Calgary Herald

Statue honours missing couple

- CLAIRE THEOBALD ctheobald@postmedia.com twitter.com/ClaireTheo­bald

After her parents went missing in 2010, Trudy Holder would cope with her grief by plucking the petals of a single rose, thanking her parents for a touching memory as she let the petals slip through her fingers.

“Thank you, Dad, for being my hero, and thank you, Mom, for being my best friend,” she said Sunday, holding back tears as she addressed an audience gathered for the unveiling of a memorial statue in their honour at St. Albert Place, two more petals fluttering to the floor.

Lyle and Marie McCann were last seen leaving for a road trip July 3, 2010. Travis Vader was identified in 2010 as a person of interest, but it would be six years before he would be convicted of two counts of manslaught­er and given a single life sentence for their presumed deaths. Vader will be eligible for parole after serving seven years.

Despite repeated searches and pleas from their family, the couple’s bodies were never found and a $60,000 reward for informatio­n raised by members of the community went unclaimed.

On Sunday, a statue was unveiled in Grandin Pond EcoPark in St. Albert, commission­ed with the unclaimed reward money to serve as a lasting tribute to the couple.

“This is definitely the end of a chapter for me,” son Brett McCann said. “The years of legal issues, all the things that we’ve gone through over the last six years, to me this is a real milestone. We’re turning the page, and we’re moving on to the next chapter.”

The piece — created by Vancouver artists Paul Slipper and MaryAnn Liu — is two soaring bronze loons soaring above a 1,200-kg granite base etched with words and phrases chosen by family members in their own handwritin­g that remind them of who Lyle and Marie McCann were in life.
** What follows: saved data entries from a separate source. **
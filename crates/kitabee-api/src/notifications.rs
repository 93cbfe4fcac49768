use axum::{
    Extension, Json,
    extract::{Path, Query, State},
    http::StatusCode,
};
use serde::Deserialize;

use kitabee_types::api::{ActionResponse, Claims, NotificationListResponse, NotificationResponse};

use crate::convert;
use crate::error::{ApiError, ApiResult};
use crate::state::{AppState, blocking};

#[derive(Debug, Deserialize)]
pub struct NotificationQuery {
    #[serde(default = "default_limit")]
    pub limit: u32,
}

fn default_limit() -> u32 {
    50
}

pub async fn list_notifications(
    State(state): State<AppState>,
    Extension(claims): Extension<Claims>,
    Query(query): Query<NotificationQuery>,
) -> ApiResult<Json<NotificationListResponse>> {
    let limit = query.limit.clamp(1, 200);
    let (unread, rows) = blocking(&state, move |db| {
        Ok((db.unread_count(claims.sub)?, db.list_notifications(claims.sub, limit)?))
    })
    .await?;

    Ok(Json(NotificationListResponse {
        unread,
        notifications: convert::all(rows, convert::notification),
    }))
}

pub async fn mark_read(
    State(state): State<AppState>,
    Extension(claims): Extension<Claims>,
    Path(notification_id): Path<i64>,
) -> ApiResult<StatusCode> {
    let marked = blocking(&state, move |db| {
        Ok(db.mark_notification_read(claims.sub, notification_id)?)
    })
    .await?;
    if !marked {
        return Err(ApiError::NotFound);
    }
    Ok(StatusCode::NO_CONTENT)
}

pub async fn list_invites(
    State(state): State<AppState>,
    Extension(claims): Extension<Claims>,
) -> ApiResult<Json<Vec<NotificationResponse>>> {
    let rows = blocking(&state, move |db| Ok(db.list_pending_invites(claims.sub)?)).await?;
    Ok(Json(convert::all(rows, convert::notification)))
}

pub async fn accept_invite(
    State(state): State<AppState>,
    Extension(claims): Extension<Claims>,
    Path(club_id): Path<i64>,
) -> ApiResult<Json<ActionResponse>> {
    let accepted = blocking(&state, move |db| Ok(db.accept_invite(claims.sub, club_id)?)).await?;
    if !accepted {
        return Err(ApiError::NotFound);
    }
    Ok(Json(ActionResponse {
        ok: true,
        new_badges: vec![],
    }))
}

pub async fn decline_invite(
    State(state): State<AppState>,
    Extension(claims): Extension<Claims>,
    Path(club_id): Path<i64>,
) -> ApiResult<StatusCode> {
    let declined = blocking(&state, move |db| Ok(db.decline_invite(claims.sub, club_id)?)).await?;
    if !declined {
        return Err(ApiError::NotFound);
    }
    Ok(StatusCode::NO_CONTENT)
}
“Mom and Dad were kindred spirits and these two loons really evoke to me and to our family their loving relationsh­ip,” said their son.

Titled Darling, after Marie and Lyle McCann’s favourite term of endearment, the statue will serve as a permanent place to reflect on their lives in a park just blocks from where the couple lived since the 1960s.

Brett McCann said his parents would often walk along the pond’s edge holding hands. “My grandparen­ts saw the beauty that radiated from these birds. A loon call on a still lake was something they had always cherished,” said their grandson, Russell McCann.